Why Be Catholic? 3: Suffering
The oldest and most painful riddle of human existence is the riddle of suffering. In every time and place, man has sought an answer. Yet apart from Judeo-Christian Revelation, man has had very little to say. Stoic fortitude, Epicurean pleasure-seeking, Buddhist negation, the Utilitarian calculus of pleasure and pain: It seems nobody has very much useful to say about the riddle of suffering, except God.
Two lessons are taught about suffering in the Old Testament. The first is the great lesson of Genesis concerning the consequences of the Fall. Here we learn that suffering is the result of sin, which breaks creation from the Creator and causes everything to fall out of kilter. The second lesson comes through the height of Old Covenant wisdom reached in the book of Job. Here we are taught that we cannot begin to understand the significance of suffering on our own. In fact, we are exceedingly foolish when, thinking we understand suffering, we devise some human theory to explain it or, perhaps, we even challenge the justice of God’s plan.
“Where were you,” God asks Job, “when I laid the foundation of the earth? Tell me, if you have understanding. Who determined its measurements—surely you know!” (Job 38:4-5). God’s answer to Job’s complaints in chapters 38 through 41 conveys a vital lesson which Job is not slow to grasp: “I have uttered what I did not understand, things too wonderful for me, which I did not know” (42:3).
This twin understanding—that suffering is rooted in sin and that we cannot on our own understand how it is supposed to work out—sets the stage for Christ’s further revelation of the Father’s love. For in Christ we see God Himself take on a human nature and suffer as an offering for sin. Suffering, then, is at once the consequence of sin and the means God has built into Creation for overcoming sin and all of its effects. God's justice and mercy are ever one. In Christ suffering becomes the means of repairing the rift between God and man, of bringing man back into union with God. Suffering is, in a word, redemptive.
The Catholic Church teaches that there is both a natural and a supernatural aspect to the redemptive character of human suffering. On the natural level, suffering is quite obviously the best possible teacher about our limitations. Through it we learn that we are not in control of the most important things in life and so, if there is to be an alternative to despair, we must depend on Another. On the natural level, then, we can dimly glimpse that suffering has the positive value of increasing our understanding of what we are and what we are not, of inculcating a certain basic wisdom.
On the supernatural level, this basic understanding is clarified and elevated in three distinct and complementary ways. First, we learn through Revelation the identity of this Other on whom we must depend. Second, we learn specifically that the infinite debt of sin and the effects of sin in human suffering can ultimately be overcome only by the infinite cost of Christ’s embrace of suffering out of love.
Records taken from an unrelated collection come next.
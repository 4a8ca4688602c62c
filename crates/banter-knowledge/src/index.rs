//! Passage index client
//!
//! The vector index is an external service reached over HTTP with a narrow
//! contract: POST `{query_texts, n_results}`, receive `{documents,
//! metadatas}` ranked by similarity. Only the first result list is used.

use crate::block::Passage;
use crate::error::{Error, Result};
use reqwest::Client;
use serde::{Deserialize, Serialize};
use std::time::Duration;
use tracing::{debug, instrument};

/// Default index query URL
pub const DEFAULT_QUERY_URL: &str = "http://localhost:8000/query";

/// Passage index configuration
#[derive(Debug, Clone)]
pub struct IndexConfig {
    /// Full URL the query body is posted to
    pub query_url: String,
    /// Request timeout
    pub timeout: Duration,
}

impl Default for IndexConfig {
    fn default() -> Self {
        Self {
            query_url: DEFAULT_QUERY_URL.to_string(),
            timeout: Duration::from_secs(30),
        }
    }
}

impl IndexConfig {
    /// Create configuration with the default query URL
    #[must_use]
    pub fn new() -> Self {
        Self::default()
    }

    /// Create configuration from `KNOWLEDGE_URL`
    #[must_use]
    pub fn from_env() -> Self {
        let query_url =
            std::env::var("KNOWLEDGE_URL").unwrap_or_else(|_| DEFAULT_QUERY_URL.to_string());

        Self {
            query_url,
            timeout: Duration::from_secs(30),
        }
    }

    /// Set the query URL
    #[must_use]
    pub fn with_query_url(mut self, query_url: impl Into<String>) -> Self {
        self.query_url = query_url.into();
        self
    }

    /// Set the timeout
    #[must_use]
    pub fn with_timeout(mut self, timeout: Duration) -> Self {
        self.timeout = timeout;
        self
    }
}

/// Trait for passage indexes
#[async_trait::async_trait]
pub trait PassageIndex: Send + Sync {
    /// Return the `n_results` passages nearest to `text`, best first.
    ///
    /// Zero matches is not an error; the result is then empty.
    async fn query(&self, text: &str, n_results: usize) -> Result<Vec<Passage>>;
}

/// Passage index reached over HTTP
pub struct HttpPassageIndex {
    client: Client,
    config: IndexConfig,
}

// Wire types for the index query contract
#[derive(Serialize)]
struct QueryRequest<'a> {
    query_texts: Vec<&'a str>,
    n_results: usize,
}

#[derive(Deserialize)]
struct QueryResponse {
    documents: Vec<Vec<String>>,
    metadatas: Vec<Vec<QueryMetadata>>,
}

#[derive(Deserialize)]
struct QueryMetadata {
    url: String,
    paragraph: u32,
}

impl HttpPassageIndex {
    /// Create a new index client
    #[must_use]
    pub fn new(config: IndexConfig) -> Self {
        let client = Client::builder()
            .timeout(config.timeout)
            .build()
            .expect("Failed to create HTTP client");

        Self { client, config }
    }

    /// Create from environment variables
    #[must_use]
    pub fn from_env() -> Self {
        Self::new(IndexConfig::from_env())
    }
}

#[async_trait::async_trait]
impl PassageIndex for HttpPassageIndex {
    #[instrument(skip(self, text))]
    async fn query(&self, text: &str, n_results: usize) -> Result<Vec<Passage>> {
        let body = QueryRequest {
            query_texts: vec![text],
            n_results,
        };

        debug!("Querying passage index");

        let response = self
            .client
            .post(&self.config.query_url)
            .json(&body)
            .send()
            .await
            .map_err(|e| Error::Network(e.to_string()))?;

        if !response.status().is_success() {
            let status = response.status();
            return Err(Error::Query(format!("index returned {status}")));
        }

        let reply: QueryResponse = response
            .json()
            .await
            .map_err(|e| Error::InvalidResponse(e.to_string()))?;

        let documents = reply.documents.into_iter().next().unwrap_or_default();
        let metadatas = reply.metadatas.into_iter().next().unwrap_or_default();

        if documents.len() != metadatas.len() {
            return Err(Error::InvalidResponse(format!(
                "{} documents with {} metadata entries",
                documents.len(),
                metadatas.len()
            )));
        }

        let passages = documents
            .into_iter()
            .zip(metadatas)
            .map(|(text, meta)| Passage::new(text, meta.url, meta.paragraph))
            .collect();

        Ok(passages)
    }
}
Third, we learn that it is part of God’s plan that we should joyfully join our own sufferings to Christ in order, as St. Paul says, to “complete what is lacking in Christ’s afflictions for the sake of his body, that is, the church” (Col 1:24).
This Catholic understanding of suffering is not only a unique answer; it is the only answer that actually makes sense because it fits suffering into a coherent pattern of human life. All Christians who have not altogether lost the concept of sin and redemption understand Christ’s salvific role. But a great many Christian groups have lost the understanding that we are much more than passive beneficiaries of Christ’s suffering. Again, the Catholic doctrine of suffering includes a profoundly active element: It is the gracious will of the Father that we are to participate in Christ’s redemptive work by joining our sufferings to His.
This should, of course, be the pattern of our existence, continually offering our lives to God in Christ. But Catholics have the opportunity to do this in a special way at each Mass, when through the action of the priest the sacrifice of Calvary is represented anew in an unbloody manner. Thus we participate fully in the Sacred Liturgy precisely by joining ourselves to the Son in His sacrificial offering to the Father. In the Holy Eucharist, which is our foretaste of eternal life with God, we partake again of Christ’s freely offered body and blood. At these sacred Catholic moments, the significance of suffering becomes clear: Suffering becomes a participation of love in the redemptive work of Jesus Christ.